/// Handle the local builtin command
pub fn handle_local(
    state: &mut InterpreterState,
    args: &[String],
) -> ExecResult {
    if state.local_scopes.is_empty() {
        return failure("bash: local: can only be used in a function\n");
    }

    let current_scope_idx = state.local_scopes.len() - 1;
    let mut stderr = String::new();
    let mut exit_code = 0;
    let mut declare_nameref = false;
    let mut declare_array = false;

    // Parse flags
    let mut processed_args: Vec<String> = Vec::new();
    for arg in args {
        if arg == "-n" {
            declare_nameref = true;
        } else if arg == "-a" {
            declare_array = true;
        } else if arg == "-p" {
            // Print mode - ignored for now
        } else if arg.starts_with('-') && !arg.contains('=') {
            // Handle combined flags like -na
            for flag in arg[1..].chars() {
                match flag {
                    'n' => declare_nameref = true,
                    'a' => declare_array = true,
                    'p' => {} // Print mode - ignored
                    _ => {} // Other flags ignored
                }
            }
        } else {
            processed_args.push(arg.clone());
        }
    }

    // Handle local without args: print local variables
    if processed_args.is_empty() {
        let mut stdout = String::new();
        let current_scope = &state.local_scopes[current_scope_idx];
        let mut local_names: Vec<&String> = current_scope.keys()
            .filter(|key| !key.contains("__") && !key.ends_with("_0"))
            .collect();
        local_names.sort();

        for name in local_names {
            if let Some(value) = state.env.get(name) {
                stdout.push_str(&format!("{}={}\n", name, value));
            }
        }
        return result(&stdout, "", 0);
    }

    let valid_name_re = Regex::new(r"^[a-zA-Z_][a-zA-Z0-9_]*$").unwrap();
    let array_assign_re = Regex::new(r"^([a-zA-Z_][a-zA-Z0-9_]*)=\((.*)\)$").unwrap();
    let array_append_re = Regex::new(r"^([a-zA-Z_][a-zA-Z0-9_]*)\+=\((.*)\)$").unwrap();
    let append_re = Regex::new(r"^([a-zA-Z_][a-zA-Z0-9_]*)\+=(.*)$").unwrap();
    let index_assign_re = Regex::new(r"^([a-zA-Z_][a-zA-Z0-9_]*)\[([^\]]+)\]=(.*)$").unwrap();

    for arg in &processed_args {
        let name: String;
        let value: Option<String>;

        // Check for array assignment: name=(...)
        if let Some(captures) = array_assign_re.captures(arg) {
            name = captures.get(1).unwrap().as_str().to_string();
            let content = captures.get(2).unwrap().as_str();

            // Validate variable name
            if !valid_name_re.is_match(&name) {
                stderr.push_str(&format!("bash: local: `{}': not a valid identifier\n", arg));
                exit_code = 1;
                continue;
            }

            // Check if variable is readonly
            if is_readonly(state, &name) {
                stderr.push_str(&format!("bash: {}: readonly variable\n", name));
                exit_code = 1;
                continue;
            }

            // Save previous value for scope restoration
            save_to_scope(state, current_scope_idx, &name);

            // Clear existing array elements
            clear_array_elements(state, &name);

            // Parse and set array elements
            let elements = parse_array_elements(content);
            for (i, elem) in elements.iter().enumerate() {
                state.env.insert(format!("{}_{}", name, i), elem.clone());
            }

            // Track local variable depth for bash-specific unset scoping
            mark_local_var_depth(state, &name);

            // Mark as nameref if -n flag was used
            if declare_nameref {
                mark_nameref(state, &name);
            }
            continue;
        }

        // Check for array append syntax: local NAME+=(...)
        if let Some(captures) = array_append_re.captures(arg) {
            name = captures.get(1).unwrap().as_str().to_string();
            let content = captures.get(2).unwrap().as_str();

            // Check if variable is readonly
            if is_readonly(state, &name) {
                stderr.push_str(&format!("bash: {}: readonly variable\n", name));
                exit_code = 1;
                continue;
            }

            // Save previous value for scope restoration
            save_to_scope(state, current_scope_idx, &name);

            // Parse new elements
            let new_elements = parse_array_elements(content);

            // Get current highest index
            let start_index = get_array_max_index(state, &name).map(|i| i + 1).unwrap_or(0);

            // Append new elements
            for (i, elem) in new_elements.iter().enumerate() {
                state.env.insert(format!("{}_{}", name, start_index + i), elem.clone());
            }

            // Track local variable depth for bash-specific unset scoping
            mark_local_var_depth(state, &name);

            // Mark as nameref if -n flag was used
            if declare_nameref {
                mark_nameref(state, &name);
            }
            continue;
        }

        // Check for += append syntax (scalar append)
        if let Some(captures) = append_re.captures(arg) {
            name = captures.get(1).unwrap().as_str().to_string();
            let append_value = captures.get(2).unwrap().as_str();

            // Check if variable is readonly
            if is_readonly(state, &name) {
                stderr.push_str(&format!("bash: {}: readonly variable\n", name));
                exit_code = 1;
                continue;
            }

            // Save previous value for scope restoration
            save_to_scope(state, current_scope_idx, &name);

            // Append to existing value
            let existing = state.env.get(&name).cloned().unwrap_or_default();
            state.env.insert(name.clone(), format!("{}{}", existing, append_value));

            // Track local variable depth for bash-specific unset scoping
            mark_local_var_depth(state, &name);

            // Mark as nameref if -n flag was used
            if declare_nameref {
                mark_nameref(state, &name);
            }
            continue;
        }

        // Check for array index assignment: name[index]=value
        if let Some(captures) = index_assign_re.captures(arg) {
            name = captures.get(1).unwrap().as_str().to_string();
            let index_expr = captures.get(2).unwrap().as_str();
            let index_value = captures.get(3).unwrap().as_str();

            // Check if variable is readonly
            if is_readonly(state, &name) {
                stderr.push_str(&format!("bash: {}: readonly variable\n", name));
                exit_code = 1;
                continue;
            }

            // Save previous value for scope restoration
            save_to_scope(state, current_scope_idx, &name);

            // Evaluate the index (can be arithmetic expression)
            let index: i64 = evaluate_array_index(state, index_expr);

            // Set the array element
            state.env.insert(format!("{}_{}", name, index), index_value.to_string());

            // Track local variable depth for bash-specific unset scoping
            mark_local_var_depth(state, &name);

            // Mark as nameref if -n flag was used
            if declare_nameref {
                mark_nameref(state, &name);
            }
            continue;
        }

        // Regular assignment or declaration
        if arg.contains('=') {
            let eq_idx = arg.find('=').unwrap();
            name = arg[..eq_idx].to_string();
            value = Some(arg[eq_idx + 1..].to_string());
        } else {
            name = arg.clone();
            value = None;
        }

        // Validate variable name
        if !valid_name_re.is_match(&name) {
            stderr.push_str(&format!("bash: local: `{}': not a valid identifier\n", arg));
            exit_code = 1;
            continue;
        }

        // Check if variable was already local BEFORE we potentially add it to scope
        let was_already_local = state.local_scopes[current_scope_idx].contains_key(&name);

        // For bash's localvar-nest behavior: always push the current value to the stack
        // when there's an assignment. This allows nested local declarations to each have
        // their own cell that can be unset independently.
        if value.is_some() {
            let saved_value = get_value_for_local_var_stack(state, &name);
            push_local_var_stack(state, &name, saved_value);
        }

        // Save previous value for scope restoration (considering tempenv)
        if !was_already_local {
            let saved_value = get_underlying_value(state, &name);
            state.local_scopes[current_scope_idx].insert(name.clone(), saved_value);

            // Also save array elements if -a flag is used
            if declare_array {
                let prefix = format!("{}_", name);
                let keys_to_save: Vec<String> = state.env.keys()
                    .filter(|k| k.starts_with(&prefix) && !k.contains("__"))
                    .cloned()
                    .collect();
                for key in keys_to_save {
                    if !state.local_scopes[current_scope_idx].contains_key(&key) {
                        let saved = state.env.get(&key).cloned();
                        state.local_scopes[current_scope_idx].insert(key, saved);
                    }
                }
            }
        }

        // If -a flag is used, create an empty local array
        if declare_array && value.is_none() {
            clear_array_elements(state, &name);
        } else if let Some(v) = value {
            // Check if variable is readonly
            if is_readonly(state, &name) {
                stderr.push_str(&format!("bash: {}: readonly variable\n", name));
                exit_code = 1;
                continue;
            }

            // For namerefs, validate the target
            if declare_nameref && !v.is_empty() {
                let valid_target_re = Regex::new(r"^[a-zA-Z_][a-zA-Z0-9_]*(\[.+\])?$").unwrap();
                if !valid_target_re.is_match(&v) {
                    stderr.push_str(&format!("bash: local: `{}': invalid variable name for name reference\n", v));
                    exit_code = 1;
                    continue;
                }
            }
            state.env.insert(name.clone(), v);

            // If allexport is enabled, auto-export the variable
            if state.options.allexport {
                if state.exported_vars.is_none() {
                    state.exported_vars = Some(std::collections::HashSet::new());
                }
                if let Some(ref mut exported) = state.exported_vars {
                    exported.insert(name.clone());
                }
            }
        } else {
            // `local v` without assignment: bash behavior is:
            // - If the variable is already local in current scope, keep its value
            // - If there's a tempenv binding, inherit that value
            // - Otherwise, the variable is unset (not inherited from global)
            let has_temp_env_binding = state.temp_env_bindings
                .as_ref()
                .map(|bindings| bindings.iter().any(|b| b.contains_key(&name)))
                .unwrap_or(false);
            if !was_already_local && !has_temp_env_binding {
                // Not already local, no tempenv binding - make the variable unset
                state.env.remove(&name);
            }
            // If already local or has tempenv binding, keep the current value
        }

        // Track local variable depth for bash-specific unset scoping
        mark_local_var_depth(state, &name);

        // Mark as nameref if -n flag was used
        if declare_nameref {
            mark_nameref(state, &name);
        }
    }

    result("", &stderr, exit_code)
}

_What you should do:_ Going through the material above, how many lines contain the word "that"? Write only the number.

_Solution for this problem:_ 2